DraftKings was among a slew of well-known web sites experiencing outages and slow loading times today. Some gamblers may not have been able to place bets earlier today, and daily fantasy sports (DFS) players may not have been able to set lineups.
For now, it appears DraftKings.com has been restored and is operating smoothly. But earlier today, users saw “Service Unavailable — DNS failure” upon visiting the popular gaming site. Reports are emerging that the issue is attributable to problems with Akamai’s Edge DNS or Global Traffic Management services. Akamai is a provider of cloud software infrastructure services corporations use to guard against cyber attacks.
We are aware of an emerging issue with the Edge DNS service,” according to a post on Akamai’s blog. “We are actively investigating the issue.”
The Massachusetts-based company also provides game and software delivery, which are vital to the operations of platforms such as online casinos and mobile sports betting applications – two of DraftKings’ most important consumer-facing offerings.
DraftKings Not Alone
While DraftKings was the lone betting operator mentioned as falling victim to outrage, a wide variety of websites hosted by popular brands and some of the biggest US companies also experienced problems earlier today.

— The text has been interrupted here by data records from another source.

//! Client library for the TumharaGhar property-listing marketplace.
//!
//! Everything persistent lives in a hosted database-with-auth service;
//! this crate wraps it with typed models, client-side validation, a
//! process-wide session provider, and the page controllers that drive the
//! browse / detail / dashboard flows.

pub mod error;
pub mod gateway;
pub mod links;
pub mod models;
pub mod pages;
pub mod routes;
pub mod session;
pub mod validation;

#[cfg(test)]
pub(crate) mod testutil;

pub use error::{MarketError, Result};
pub use gateway::{AuthGateway, GatewayConfig, ListingFilter, PropertyGateway, RestGateway};
pub use models::{
    NewProperty, Property, PropertyImage, PropertyStatus, PropertyType, SellerProfile, Session,
    SignUpRequest, UserRole,
};
pub use routes::{redirect_for, Route};
pub use session::SessionProvider;
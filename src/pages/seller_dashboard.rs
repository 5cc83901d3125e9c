//! Seller dashboard: own listings plus the two-step deletion flow.
//!
//! Deletion never fires a remote call before the user confirms, and the
//! local list is pruned only after the gateway reports success.

use std::sync::Arc;

use tracing::{info, warn};
use uuid::Uuid;

use crate::gateway::PropertyGateway;
use crate::models::Property;
use crate::pages::Toast;
use crate::routes::{redirect_for, Route};
use crate::session::SessionProvider;

#[derive(Debug, Clone, Copy, PartialEq, Eq)]
pub enum DeleteFlow {
    Idle,
    /// The confirmation prompt is open for this listing.
    ConfirmPending(Uuid),
    /// The remote call is in flight.
    Deleting(Uuid),
}

pub struct SellerDashboard {
    gateway: Arc<dyn PropertyGateway>,
    sessions: Arc<SessionProvider>,
    properties: Vec<Property>,
    loading: bool,
    delete_flow: DeleteFlow,
    toast: Option<Toast>,
}

impl SellerDashboard {
    pub fn new(gateway: Arc<dyn PropertyGateway>, sessions: Arc<SessionProvider>) -> Self {
        Self {
            gateway,
            sessions,
            properties: Vec::new(),
            loading: true,
            delete_flow: DeleteFlow::Idle,
            toast: None,
        }
    }

    /// Role gate first; only a seller session proceeds to the fetch.
    pub async fn mount(&mut self) -> Option<Route> {
        let session = self.sessions.current();
        if let Some(route) = redirect_for(&Route::SellerDashboard, session.as_ref()) {
            return Some(route);
        }
        let Some(session) = session else {
            return Some(Route::Auth);
        };

        self.loading = true;
        match self.gateway.list_by_seller(session.user_id).await {
            Ok(rows) => self.properties = rows,
            Err(e) => {
                warn!("Own-listing fetch failed: {}", e);
                self.toast = Some(Toast::error("Error", "Failed to load your properties."));
            }
        }
        self.loading = false;
        None
    }

    /// Opens the confirmation prompt for one listing. Ignored while a
    /// delete is already in flight.
    pub fn request_delete(&mut self, id: Uuid) {
        if !matches!(self.delete_flow, DeleteFlow::Deleting(_)) {
            self.delete_flow = DeleteFlow::ConfirmPending(id);
        }
    }

    /// Declines the prompt; the list is untouched.
    pub fn cancel_delete(&mut self) {
        if matches!(self.delete_flow, DeleteFlow::ConfirmPending(_)) {
            self.delete_flow = DeleteFlow::Idle;
        }
    }

    /// Executes a confirmed delete. Without an open prompt this is a no-op.
    pub async fn confirm_delete(&mut self) {
        let DeleteFlow::ConfirmPending(id) = self.delete_flow else {
            return;
        };
        self.delete_flow = DeleteFlow::Deleting(id);

        match self.gateway.delete(id).await {
            Ok(()) => {
                self.properties.retain(|p| p.id != id);
                info!("Listing {} deleted", id);
                self.toast = Some(Toast::success("Success", "Property deleted successfully."));
            }
            Err(e) => {
                warn!("Delete of {} failed: {}", id, e);
                self.toast = Some(Toast::error("Error", "Failed to delete property."));
            }
        }
        self.delete_flow = DeleteFlow::Idle;
    }

    pub fn properties(&self) -> &[Property] {
        &self.properties
    }

    pub fn delete_flow(&self) -> DeleteFlow {
        self.delete_flow
    }

    pub fn is_loading(&self) -> bool {
        self.loading
    }

    pub fn take_toast(&mut self) -> Option<Toast> {
        self.toast.take()
    }
}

Downdetector, which tracks user-reported website issues and sluggishness, currently lists nearly 50 sites, including DraftKings, as having dealt with problems today. Underscoring the critical nature of Akamai’s gaming exposure, betting and otherwise, that group includes DraftKings and four video game-related sites.
Airbnb, American Express, Credit Karma, and McDonald’s are also among the sites reporting issues, as are at least three brokerage firms — Charles Schwab, Fidelity, and Vanguard. However, that’s not affecting broader markets, as the major domestic equity benchmarks are higher in midday trading.
DraftKings Stock Up
Shares of DraftKings aren’t reacting to the news of the temporary website outage, as the name is slightly higher Thursday.
That comes a day after Cathie Wood’s ARK Investment Management bought roughly 604,000 shares of the sportsbook operator. Her firm, which has been a diligent buyer of DraftKings equity in recent months, added nearly 487,000 shares of the gaming name to the ARK Innovation ETF (NYSEARCA:ARKK) — the firm’s flagship exchange-traded fund.
The firm allocated the remainder of its July 21 DraftKings buy to the ARK Next Generation Internet ETF (NYSEARCA:ARKW).
ARK is putting its money where its mouth is regarding DraftKings. In a report out earlier this week, the fund issuer forecast the domestic sports betting handle will swell to $180 billion by 2025, with revenue notching a compound annual growth rate (CAGR) of 31 percent over that time.